Does anyone have a clue on how to research this further? How can I look into the process itself to see what is cycling the CPU? How to break this problem down to smaller chunks? I am a bit out of options myself.
For what it's worth:
SELECT version();
"PostgreSQL 10.1 on x86_64-pc-linux-gnu, compiled by gcc (Ubuntu 6.3.0-12ubuntu2) 6.3.0 20170406, 64-bit"
SELECT postgis_full_version();
"POSTGIS="2.5.0beta1dev r16609" [EXTENSION] PGSQL="100" GEOS="3.6.2-CAPI-1.10.2 4d2925d6" SFCGAL="1.3.1" PROJ="Rel. 5.1.0, June 1st, 2018" GDAL="GDAL 2.3.1, released 2018/06/22" LIBXML="2.9.4" LIBJSON="0.12.1" LIBPROTOBUF="1.2.1" RASTER"

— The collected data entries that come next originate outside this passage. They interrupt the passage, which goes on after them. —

//! Cut raw generated text down to the header block plus the first N card rows.
//!
//! Normalization never patches the header: if the model skipped or garbled
//! it, the defect passes through and the validator reports it.

use crate::deck::{is_candidate_card_line, is_column_header};

/// Keep the header block and at most `target_cards` candidate card lines.
///
/// The header block is every line up to and including the first
/// `Front\tBack\tTags` line, verbatim. When no such line exists the header
/// block is empty and every line is a candidate. Candidates have at least two
/// tabs and are not blank; they keep their original order.
///
/// Stray carriage returns at line ends are dropped, so the output is
/// idempotent for a fixed `target_cards`.
pub fn normalize(raw: &str, target_cards: usize) -> String {
    let lines: Vec<&str> = raw.lines().map(|l| l.trim_end_matches('\r')).collect();
    let header_end = lines
        .iter()
        .position(|l| is_column_header(l))
        .map(|i| i + 1)
        .unwrap_or(0);

    let (header, body) = lines.split_at(header_end);
    let cards = body
        .iter()
        .filter(|l| is_candidate_card_line(l))
        .take(target_cards);

    let mut out: Vec<&str> = header.to_vec();
    out.extend(cards);

    let mut doc = out.join("\n");
    doc.push('\n');
    doc
}

#[cfg(test)]
mod tests {
    use super::*;
    use crate::deck::header_block;

    fn card(i: usize) -> String {
        format!("Question {i}?\tAnswer {i}.\tunit_1 topic")
    }

    fn raw_with_cards(n: usize) -> String {
        let mut raw = header_block();
        for i in 1..=n {
            raw.push_str(&card(i));
            raw.push('\n');
        }
        raw
    }

    #[test]
    fn truncates_65_cards_to_60_in_order() {
        let out = normalize(&raw_with_cards(65), 60);
        let lines: Vec<&str> = out.lines().collect();
        assert_eq!(lines.len(), 64);
        assert_eq!(&lines[..4], &crate::deck::HEADER_LINES[..]);
        assert_eq!(lines[4], card(1));
        assert_eq!(lines[63], card(60));
        assert!(out.ends_with('\n') && !out.ends_with("\n\n"));
    }

    #[test]
    fn is_idempotent() {
        let raw = format!(
            "Sure! Here are your cards:\n{}\nnot a card\n\n{}\t\t\n",
            raw_with_cards(10),
            "x"
        );
        for n in [0, 3, 10, 50] {
            let once = normalize(&raw, n);
            assert_eq!(normalize(&once, n), once, "target {n}");
        }
    }

    #[test]
    fn preserves_preamble_in_header_block() {
        let raw = format!("Here you go:\n{}", raw_with_cards(2));
        let out = normalize(&raw, 5);
        assert!(out.starts_with("Here you go:\n#separator:tab\n"));
        assert_eq!(out.lines().count(), 7);
    }

    #[test]
    fn drops_non_candidate_lines() {
        let raw = format!(
            "{}\nsome commentary\nonly\tone tab\n   \n{}\n",
            header_block().trim_end(),
            card(1)
        );
        let out = normalize(&raw, 10);
        assert_eq!(out, format!("{}{}\n", header_block(), card(1)));
    }

    #[test]
    fn missing_header_is_not_patched() {
        let raw = format!("{}\n{}\n", card(1), card(2));
        let out = normalize(&raw, 10);
        assert!(!out.contains("#separator:tab"));
        assert_eq!(out.lines().count(), 2);
    }

    #[test]
    fn zero_target_keeps_only_header() {
        let out = normalize(&raw_with_cards(3), 0);
        assert_eq!(out, header_block());
    }

    #[test]
    fn handles_crlf_input() {
        let raw = raw_with_cards(2).replace('\n', "\r\n");
        let out = normalize(&raw, 2);
        assert_eq!(out, raw_with_cards(2));
    }

    #[test]
    fn stray_carriage_returns_are_dropped() {
        let cut = format!("{}q1\ta1\tt\r\nq2\ta2\tt\r", header_block().replace('\n', "\r\n"));
        let doubled = format!("unit_1\r\r\n{}", raw_with_cards(2).replace('\n', "\r\r\n"));
        for raw in [cut, doubled] {
            let once = normalize(&raw, 5);
            assert!(!once.contains('\r'), "{once:?}");
            assert_eq!(normalize(&once, 5), once);
        }
    }
}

The part of query5 where I replace percentile_cont with just a value:
SELECT
c1.id,c1.cid, c1.blockid,
CASE
WHEN aspectmedian > 360 THEN aspectmedian - 360
ELSE aspectmedian
END as aspect,
pt geom
FROM clustered c1
JOIN (
SELECT cid, blockid, aspectclass,
--find median aspect and median height within bucket
--percentile_cont(0.5) within group (order by aspect) as aspectmedian
c1.id,c1.cid, c1.blockid,
CASE
WHEN aspectmedian > 360 THEN aspectmedian - 360
ELSE aspectmedian
END as aspect,
pt geom
FROM clustered c1
JOIN (
SELECT cid, blockid, aspectclass,
--find median aspect and median height within bucket
--percentile_cont(0.5) within group (order by aspect) as aspectmedian
0 as aspectmedian --replaced by value 0
FROM clustered
GROUP BY blockid,cid, aspectclass
) c2 ON (c1.cid = c2.cid AND c1.blockid = c2.blockid AND c1.aspectclass = c2.aspectclass)
WHERE c1.cid Is Not Null;
GROUP BY blockid,cid, aspectclass
) c2 ON (c1.cid = c2.cid AND c1.blockid = c2.blockid AND c1.aspectclass = c2.aspectclass)
WHERE c1.cid Is Not Null;
Best,
Tom